Last month, Thomson Geer succeeded in striking out a claim of disability discrimination brought against Blacktown Workers’ Club by a member who did not receive gravy with his gluten-free meal.
Former Blacktown Workers’ Club member Bruce Skeen attracted national media attention for losing his “frivolous” claim in the Federal Circuit Court of Australia. However, the Club’s experience in having to defend this case is a timely reminder for clubs to exercise great caution to avoid any possible discriminatory conduct – even though in this case the Club did everything right.
Clubs are bound by anti-discrimination legislation at both the federal and state levels. These laws prevent discrimination by clubs on certain grounds including race, disability, age, sex, sexuality and marital status. Discrimination can arise in various day-to-day operations for clubs, such as when deciding whether to admit a person into membership or to limit access to certain benefits.
There are two types of discrimination. Direct discrimination prohibits clubs from treating members or patrons less favourably specifically because of protected characteristics. However, this rarely occurs. The bigger issue for clubs is avoiding indirect discrimination. Most claims arise where a club has taken action which disadvantages a protected group of persons, or has imposed a requirement with which the protected person cannot comply but others can.
Judge Sylvia Emmett accepted that at a Club Christmas function, Mr Skeen became angry and disruptive upon receiving a gluten-free roast dinner served without gravy. Patrons who ordered standard meals were served the gravy, which contained gluten. Mr Skeen returned to the Club a week later and again behaved aggressively and in an unbecoming manner, which led to his suspension under section 77 of the Liquor Act. When he re-entered the Club three days later, he was again asked to leave and police were called to escort him from the premises.

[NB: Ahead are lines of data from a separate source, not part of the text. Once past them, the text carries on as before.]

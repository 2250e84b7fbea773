pub mod handlers;
pub mod routes;
pub mod shared;

use std::sync::Arc;

#[tokio::main]
async fn main() -> anyhow::Result<()> {
    use tokio::net::TcpListener;
    use tracing_subscriber::{layer::SubscriberExt, util::SubscriberInitExt};

    // Создаем директорию для логов
    let log_dir = std::path::Path::new("target").join("logs");
    std::fs::create_dir_all(&log_dir)?;

    let log_file_path = log_dir.join("backend.log");
    let log_file = std::fs::OpenOptions::new()
        .create(true)
        .append(true)
        .open(log_file_path)?;

    tracing_subscriber::registry()
        .with(tracing_subscriber::EnvFilter::new(
            std::env::var("RUST_LOG").unwrap_or_else(|_| "info,tower_http=warn".into()),
        ))
        .with(tracing_subscriber::fmt::layer())
        .with(
            tracing_subscriber::fmt::layer()
                .with_writer(Arc::new(log_file))
                .with_ansi(false),
        )
        .init();

    let config = shared::config::load_config()?;
    tracing::info!(
        "Inference server for clients: {}",
        config.inference.base_url
    );
    tracing::info!("Serving frontend from: {}", config.server.static_dir);

    let addr = config.server.socket_addr()?;
    let app = routes::configure_routes(Arc::new(config));

    tracing::info!("Attempting to bind server to http://{}", addr);
    let listener = match TcpListener::bind(addr).await {
        Ok(listener) => {
            tracing::info!("Server successfully bound to {}", addr);
            listener
        }
        Err(e) => {
            if e.kind() == std::io::ErrorKind::AddrInUse {
                tracing::error!(
                    "Error: Port {} is already in use. Please ensure no other process is using this port.",
                    addr.port()
                );
            } else {
                tracing::error!("Failed to bind to {}. Error: {}", addr, e);
            }
            return Err(e.into());
        }
    };

    axum::serve(listener, app).await?;

    Ok(())
}
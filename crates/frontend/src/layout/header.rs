use leptos::prelude::*;

#[component]
pub fn Header() -> impl IntoView {
    view! {
        <header
            data-zone="header"
            style="background: linear-gradient(to right, #2563eb, #1e40af); color: white; box-shadow: 0 10px 15px -3px rgba(0,0,0,0.1);"
        >
            <div style="margin: 0 auto; padding: 32px 16px;">
                <h1 style="font-size: 36px; font-weight: 700; text-align: center; margin-bottom: 8px;">
                    "VerifiNews-AI"
                </h1>
                <p style="text-align: center; color: #dbeafe; font-size: 18px;">
                    "Advanced Fake News Detection System"
                </p>
            </div>
        </header>
    }
}
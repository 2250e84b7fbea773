pub mod client_config;
//! Данные карточки результата, без зависимости от DOM

use contracts::enums::display_model_name;
use contracts::usecases::u501_predict_news::{PredictResponse, REAL_NEWS_LABEL};

use crate::shared::number_format::format_fixed;

/// Процент, начиная с которого подпись помещается внутри полосы
pub const INSIDE_LABEL_THRESHOLD: f64 = 15.0;

/// Цветовая схема исхода
#[derive(Debug, Clone, Copy, PartialEq, Eq)]
pub enum Tone {
    /// "Real News", зелёная гамма
    Positive,
    /// Всё остальное, красная гамма
    Negative,
}

impl Tone {
    pub fn for_prediction(prediction: &str) -> Self {
        if prediction == REAL_NEWS_LABEL {
            Tone::Positive
        } else {
            Tone::Negative
        }
    }

    pub fn border_color(&self) -> &'static str {
        match self {
            Tone::Positive => "#22c55e",
            Tone::Negative => "#ef4444",
        }
    }

    /// Фон карточки
    pub fn tint_color(&self) -> &'static str {
        match self {
            Tone::Positive => "#f0fdf4",
            Tone::Negative => "#fef2f2",
        }
    }

    /// Цвет выделенного текста: метка и процент
    pub fn text_color(&self) -> &'static str {
        match self {
            Tone::Positive => "#15803d",
            Tone::Negative => "#b91c1c",
        }
    }

    pub fn bar_color(&self) -> &'static str {
        self.border_color()
    }

    pub fn css_modifier(&self) -> &'static str {
        match self {
            Tone::Positive => "positive",
            Tone::Negative => "negative",
        }
    }
}

/// Полоса уверенности
#[derive(Debug, Clone, PartialEq)]
pub struct ConfidenceBarModel {
    pub tone: Tone,
    /// confidence × 100, два знака: "87.34"
    pub percentage: String,
    /// Подпись внутри заполненной части, иначе справа под полосой
    pub label_inside: bool,
}

impl ConfidenceBarModel {
    pub fn new(confidence: f64, prediction: &str) -> Self {
        let percentage = format_fixed(confidence * 100.0, 2);
        // порог сравнивается с уже округлённым значением
        let shown: f64 = percentage.parse().unwrap_or(0.0);
        Self {
            tone: Tone::for_prediction(prediction),
            label_inside: shown > INSIDE_LABEL_THRESHOLD,
            percentage,
        }
    }

    /// Значение CSS `width`: "87.34%"
    pub fn width(&self) -> String {
        format!("{}%", self.percentage)
    }

    pub fn label(&self) -> String {
        format!("{}%", self.percentage)
    }
}

/// Карточка результата целиком
#[derive(Debug, Clone, PartialEq)]
pub struct ResultCardModel {
    pub tone: Tone,
    pub prediction: String,
    pub model_label: String,
    /// Уверенность с четырьмя знаками: "0.8734"
    pub confidence_text: String,
    pub bar: ConfidenceBarModel,
}

impl ResultCardModel {
    pub fn from_response(response: &PredictResponse) -> Self {
        Self {
            tone: Tone::for_prediction(&response.prediction),
            prediction: response.prediction.clone(),
            model_label: display_model_name(&response.model_used),
            confidence_text: format_fixed(response.confidence, 4),
            bar: ConfidenceBarModel::new(response.confidence, &response.prediction),
        }
    }
}

#[cfg(test)]
mod tests {
    use super::*;
    use contracts::usecases::u501_predict_news::FAKE_NEWS_LABEL;

    fn response(prediction: &str, model_used: &str, confidence: f64) -> PredictResponse {
        PredictResponse {
            prediction: prediction.to_string(),
            model_used: model_used.to_string(),
            confidence,
        }
    }

    #[test]
    fn test_fake_news_card() {
        let card = ResultCardModel::from_response(&response("Fake News", "mobilebert", 0.8734));
        assert_eq!(card.tone, Tone::Negative);
        assert_eq!(card.model_label, "MobileBERT");
        assert_eq!(card.confidence_text, "0.8734");
        assert_eq!(card.bar.width(), "87.34%");
        assert!(card.bar.label_inside);
        assert_eq!(card.bar.tone.bar_color(), "#ef4444");
    }

    #[test]
    fn test_low_confidence_real_news_card() {
        let card = ResultCardModel::from_response(&response("Real News", "tfidf_gb", 0.05));
        assert_eq!(card.tone, Tone::Positive);
        assert_eq!(card.model_label, "TF-IDF + Gradient Boosting");
        assert_eq!(card.confidence_text, "0.0500");
        assert_eq!(card.bar.width(), "5.00%");
        assert!(!card.bar.label_inside);
        assert_eq!(card.bar.tone.text_color(), "#15803d");
    }

    #[test]
    fn test_threshold_is_exclusive() {
        assert!(!ConfidenceBarModel::new(0.15, "Real News").label_inside);
        assert!(ConfidenceBarModel::new(0.1501, "Real News").label_inside);
        assert!(!ConfidenceBarModel::new(0.0, "Fake News").label_inside);
        assert!(ConfidenceBarModel::new(1.0, "Fake News").label_inside);
    }

    #[test]
    fn test_bar_extremes() {
        assert_eq!(ConfidenceBarModel::new(0.0, "Fake News").width(), "0.00%");
        assert_eq!(ConfidenceBarModel::new(1.0, "Real News").width(), "100.00%");
    }

    #[test]
    fn test_unknown_label_is_negative() {
        assert_eq!(Tone::for_prediction("real news"), Tone::Negative);
        assert_eq!(Tone::for_prediction(""), Tone::Negative);
        assert_eq!(Tone::for_prediction("Real News"), Tone::Positive);
        assert_eq!(Tone::for_prediction(FAKE_NEWS_LABEL), Tone::Negative);
    }

    #[test]
    fn test_half_way_confidence_rounds_up() {
        let card = ResultCardModel::from_response(&response(FAKE_NEWS_LABEL, "distilbert", 0.53125));
        assert_eq!(card.confidence_text, "0.5313");
        assert_eq!(card.bar.width(), "53.13%");
        assert_eq!(card.bar.label(), "53.13%");

        // 0.15625 × 100 = 15.625 точно
        let bar = ConfidenceBarModel::new(0.15625, REAL_NEWS_LABEL);
        assert_eq!(bar.width(), "15.63%");
        assert!(bar.label_inside);
    }
}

Mr Skeen alleged several claims including that the Club discriminated against him for his gluten intolerance and failed to make a reasonable adjustment to the meal he ordered for which he paid $1. He also argued that the Club victimised him for making a discrimination complaint.
Thomson Geer assisted the Club in convincing the Court to summarily dismiss Mr Skeen’s claim before it reached a full hearing. Judge Emmett accepted the Club’s submissions in their entirety, thus justifying the Club’s actions.
The Club’s success in this case arose from its good governance practices. It obtained legal advice at the very outset, and complied with several procedures to mitigate against the risk of losing a discrimination claim.
The case illustrates that when implementing new processes or requirements on members or patrons, clubs should consider the impact on particular persons. Even when the Club has done nothing wrong, it should take care to avoid any appearance of being discriminatory. If the Club had suspended Mr Skeen based on his very vocal complaints of disability discrimination at the Christmas function, it will have been more difficult to prove that the Club’s actions were not because of his disability or his threat to make a formal complaint.
The Club’s case was greatly strengthened by following a carefully worded disciplinary procedure contained in its constitution when it expelled Mr Skeen as a member. Clubs must ensure they afford members natural justice when taking disciplinary action. This includes giving the member in question a notice of any charge against them and providing a right to be heard or make written submissions.
In strongly worded reasons for her decision, Judge Emmett determined that Mr Skeen “embarked on a course of action, culminating in bringing him before this court, which far outweighs the trifling nature of [his] original complaint about the club’s failure to provide him with gluten-free gravy”.